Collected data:

■ ■ ■ ■

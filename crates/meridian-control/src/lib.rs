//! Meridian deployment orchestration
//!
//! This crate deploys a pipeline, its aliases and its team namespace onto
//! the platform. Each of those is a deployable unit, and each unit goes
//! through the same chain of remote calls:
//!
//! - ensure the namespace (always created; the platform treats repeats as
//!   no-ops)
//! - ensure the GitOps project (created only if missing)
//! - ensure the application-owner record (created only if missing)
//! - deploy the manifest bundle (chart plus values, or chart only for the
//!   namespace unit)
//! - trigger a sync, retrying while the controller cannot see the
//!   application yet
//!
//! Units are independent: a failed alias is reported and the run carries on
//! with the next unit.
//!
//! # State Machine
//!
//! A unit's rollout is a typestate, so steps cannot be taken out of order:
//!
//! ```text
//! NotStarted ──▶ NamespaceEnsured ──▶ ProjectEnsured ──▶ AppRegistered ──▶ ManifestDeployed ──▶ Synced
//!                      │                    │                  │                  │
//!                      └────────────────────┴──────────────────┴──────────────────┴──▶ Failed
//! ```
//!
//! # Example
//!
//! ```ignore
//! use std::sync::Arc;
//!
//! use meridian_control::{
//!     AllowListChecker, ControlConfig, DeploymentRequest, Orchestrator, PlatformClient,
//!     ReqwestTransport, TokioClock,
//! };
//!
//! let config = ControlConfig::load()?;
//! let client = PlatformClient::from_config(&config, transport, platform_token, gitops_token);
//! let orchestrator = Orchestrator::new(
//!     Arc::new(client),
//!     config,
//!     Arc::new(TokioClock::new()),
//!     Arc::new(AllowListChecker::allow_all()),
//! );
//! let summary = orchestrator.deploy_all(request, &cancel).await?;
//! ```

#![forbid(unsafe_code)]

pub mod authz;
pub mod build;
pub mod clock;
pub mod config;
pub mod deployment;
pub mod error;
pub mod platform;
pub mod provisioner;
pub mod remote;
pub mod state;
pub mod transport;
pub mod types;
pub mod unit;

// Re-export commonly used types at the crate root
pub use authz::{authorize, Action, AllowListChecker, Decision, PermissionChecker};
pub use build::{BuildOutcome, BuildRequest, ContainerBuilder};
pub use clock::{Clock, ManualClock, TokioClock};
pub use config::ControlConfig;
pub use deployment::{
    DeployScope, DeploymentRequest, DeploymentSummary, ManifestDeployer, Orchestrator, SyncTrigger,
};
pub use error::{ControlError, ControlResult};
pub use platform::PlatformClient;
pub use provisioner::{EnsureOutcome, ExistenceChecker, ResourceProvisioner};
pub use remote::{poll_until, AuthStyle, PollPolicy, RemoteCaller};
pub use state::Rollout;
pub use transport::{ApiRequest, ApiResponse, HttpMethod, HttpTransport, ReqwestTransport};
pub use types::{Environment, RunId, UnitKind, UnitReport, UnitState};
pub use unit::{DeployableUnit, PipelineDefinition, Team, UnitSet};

■ ■ ■ ■

- TASK REQUIREMENTS -
Retype every entry without changing anything.

- ANSWER FOR THIS EXERCISE -
filename crates/meridian-control/src/lib.rs
//! Meridian deployment orchestration
//!
//! This crate deploys a pipeline, its aliases and its team namespace onto
//! the platform. Each of those is a deployable unit, and each unit goes
//! through the same chain of remote calls:
//!
//! - ensure the namespace (always created; the platform treats repeats as
//!   no-ops)
//! - ensure the GitOps project (created only if missing)
//! - ensure the application-owner record (created only if missing)
//! - deploy the manifest bundle (chart plus values, or chart only for the
//!   namespace unit)
//! - trigger a sync, retrying while the controller cannot see the
//!   application yet
//!
//! Units are independent: a failed alias is reported and the run carries on
//! with the next unit.
//!
//! # State Machine
//!
//! A unit's rollout is a typestate, so steps cannot be taken out of order:
//!
//! ```text
//! NotStarted ──▶ NamespaceEnsured ──▶ ProjectEnsured ──▶ AppRegistered ──▶ ManifestDeployed ──▶ Synced
//!                      │                    │                  │                  │
//!                      └────────────────────┴──────────────────┴──────────────────┴──▶ Failed
//! ```
//!
//! # Example
//!
//! ```ignore
//! use std::sync::Arc;
//!
//! use meridian_control::{
//!     AllowListChecker, ControlConfig, DeploymentRequest, Orchestrator, PlatformClient,
//!     ReqwestTransport, TokioClock,
//! };
//!
//! let config = ControlConfig::load()?;
//! let client = PlatformClient::from_config(&config, transport, platform_token, gitops_token);
//! let orchestrator = Orchestrator::new(
//!     Arc::new(client),
//!     config,
//!     Arc::new(TokioClock::new()),
//!     Arc::new(AllowListChecker::allow_all()),
//! );
//! let summary = orchestrator.deploy_all(request, &cancel).await?;
//! ```

#![forbid(unsafe_code)]

pub mod authz;
pub mod build;
pub mod clock;
pub mod config;
pub mod deployment;
pub mod error;
pub mod platform;
pub mod provisioner;
pub mod remote;
pub mod state;
pub mod transport;
pub mod types;
pub mod unit;

// Re-export commonly used types at the crate root
pub use authz::{authorize, Action, AllowListChecker, Decision, PermissionChecker};
pub use build::{BuildOutcome, BuildRequest, ContainerBuilder};
pub use clock::{Clock, ManualClock, TokioClock};
pub use config::ControlConfig;
pub use deployment::{
    DeployScope, DeploymentRequest, DeploymentSummary, ManifestDeployer, Orchestrator, SyncTrigger,
};
pub use error::{ControlError, ControlResult};
pub use platform::PlatformClient;
pub use provisioner::{EnsureOutcome, ExistenceChecker, ResourceProvisioner};
pub use remote::{poll_until, AuthStyle, PollPolicy, RemoteCaller};
pub use state::Rollout;
pub use transport::{ApiRequest, ApiResponse, HttpMethod, HttpTransport, ReqwestTransport};
pub use types::{Environment, RunId, UnitKind, UnitReport, UnitState};
pub use unit::{DeployableUnit, PipelineDefinition, Team, UnitSet};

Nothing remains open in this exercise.